Even as shop owners claimed that were not given any notice, MCD said that the shop owners were informed about the demolition exercise well in advance and there was a verbal consensus between shop owners and the MCD.
‘No notice in writing was sent to us. The demolition drive started at 10am on Saturday. Our shops were shut at the time and there was nobody there. All our stocks were destroyed. The fact that the government does not care about us is obvious,’’ claimed Chand Ji Shahbadi, general secretary, Kashmiri Migrants’ Market Association, Super Bazar, INA.
The MCD sources, however, denied any such claims.’ We had to complete the demolition exercise before June end. Our office was also vandalized some time back, so we could not process paper work before the drive,’’ said an MCD official.

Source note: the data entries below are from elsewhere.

//! Page content extraction
//!
//! Two ways to get page content:
//! - the LLM reads the URL itself (`url_context` tool), see [`crate::llm`]
//! - direct HTTP GET + HTML parsing ([`PageFetcher`]), optionally followed by
//!   an LLM analysis of the scraped text
//!
//! Either way the result is an [`ExtractedPage`].

pub mod fetcher;
pub mod html;
pub mod metadata;

pub use fetcher::{domain_of, validate_url, PageFetcher, ScrapedPage};
pub use html::{parse_html, ParsedHtml};
pub use metadata::{ContentMetadata, MetadataExtractor};

use chrono::{DateTime, Utc};
use serde::{Deserialize, Serialize};

/// Per-request extraction options
#[derive(Debug, Clone, Default, PartialEq, Eq, Serialize, Deserialize)]
#[serde(default)]
pub struct ExtractOptions {
    /// Scrape only, never call the LLM
    pub skip_ai: bool,
    /// Let the LLM search the web for related context
    pub deep_analysis: bool,
    /// Ask for author, date and keywords
    pub extract_metadata: bool,
    /// Ask for a description of images
    pub extract_images: bool,
    /// Force (true) or forbid (false) native URL reading; config decides when unset
    pub use_url_context: Option<bool>,
}

/// Outcome of an extraction attempt
#[derive(Debug, Clone, Copy, PartialEq, Eq, Serialize, Deserialize)]
#[serde(rename_all = "snake_case")]
pub enum ExtractionStatus {
    /// Content obtained and analyzed
    Success,
    /// Content obtained, analysis degraded
    Partial,
    /// The LLM quota ran out
    QuotaError,
}

/// How the content was obtained
#[derive(Debug, Clone, Copy, PartialEq, Eq, Serialize, Deserialize)]
#[serde(rename_all = "snake_case")]
pub enum ExtractionMethod {
    /// The LLM read the URL natively
    UrlContext,
    /// Scraped, then analyzed by the LLM
    ScrapeAndAnalyze,
    /// Scraped only
    ScrapeOnly,
}

/// Everything known about a page after extraction
#[derive(Debug, Clone, Serialize, Deserialize)]
pub struct ExtractedPage {
    pub url: String,
    pub domain: String,
    pub timestamp: DateTime<Utc>,
    pub title: String,
    /// Scraped page text (empty for URL-context extraction)
    pub raw_content: String,
    pub meta_description: String,
    pub headers: Vec<String>,
    /// LLM output, or the keyword-only fallback analysis
    pub analysis: String,
    pub extraction_status: ExtractionStatus,
    pub method: ExtractionMethod,
    /// Set when the LLM was tried and failed
    pub ai_error: Option<String>,
}

impl ExtractedPage {
    /// Whether the analysis came from the LLM
    pub fn ai_available(&self) -> bool {
        self.ai_error.is_none() && self.method != ExtractionMethod::ScrapeOnly
    }
}
//! Content classification
//!
//! Assigns one of six coarse content types to page text by counting
//! keyword occurrences per category, and provides a keyword-only page
//! analysis for when the LLM cannot be reached.

pub mod basic;
pub mod classifier;

pub use basic::basic_analysis;
pub use classifier::{CategoryScore, ClassificationResult, Classifier};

However, sources from the NDMC maintained distance from the issue as the shops were in the MCD area.
‘‘They offered us shops near the nullah, 6 by 4 feet, whereas we were promised 7 by 8 feet shops initially. If beautification of the city is their agenda, it cannot come at the cost of our livelihoods. We came here because we believed that our country will take care of us,’’ said a disheartened Kuldip Qanongoo, who has been living in Delhi for the past 20 years.
The shopkeepers after being displaced from Jammu and Kashmir in the wake of militancy in 1990, started their business at this place in 2001.
The state government had taken up the task of providing a shopping complex with 360 shops for Kashmiri Pandits near the Safdurjung Hospital. But the construction of the mall has not started yet. Thus, after the demolition of shops at INA the shopkeepers are left with no alternative.
‘‘We have been constantly harassed by state governments and political parties alike. However, if they think that they can use such tricks to break our spirit and force us to run away from this place then they are wrong,’’ said Rakesh Razdan, a shop owner.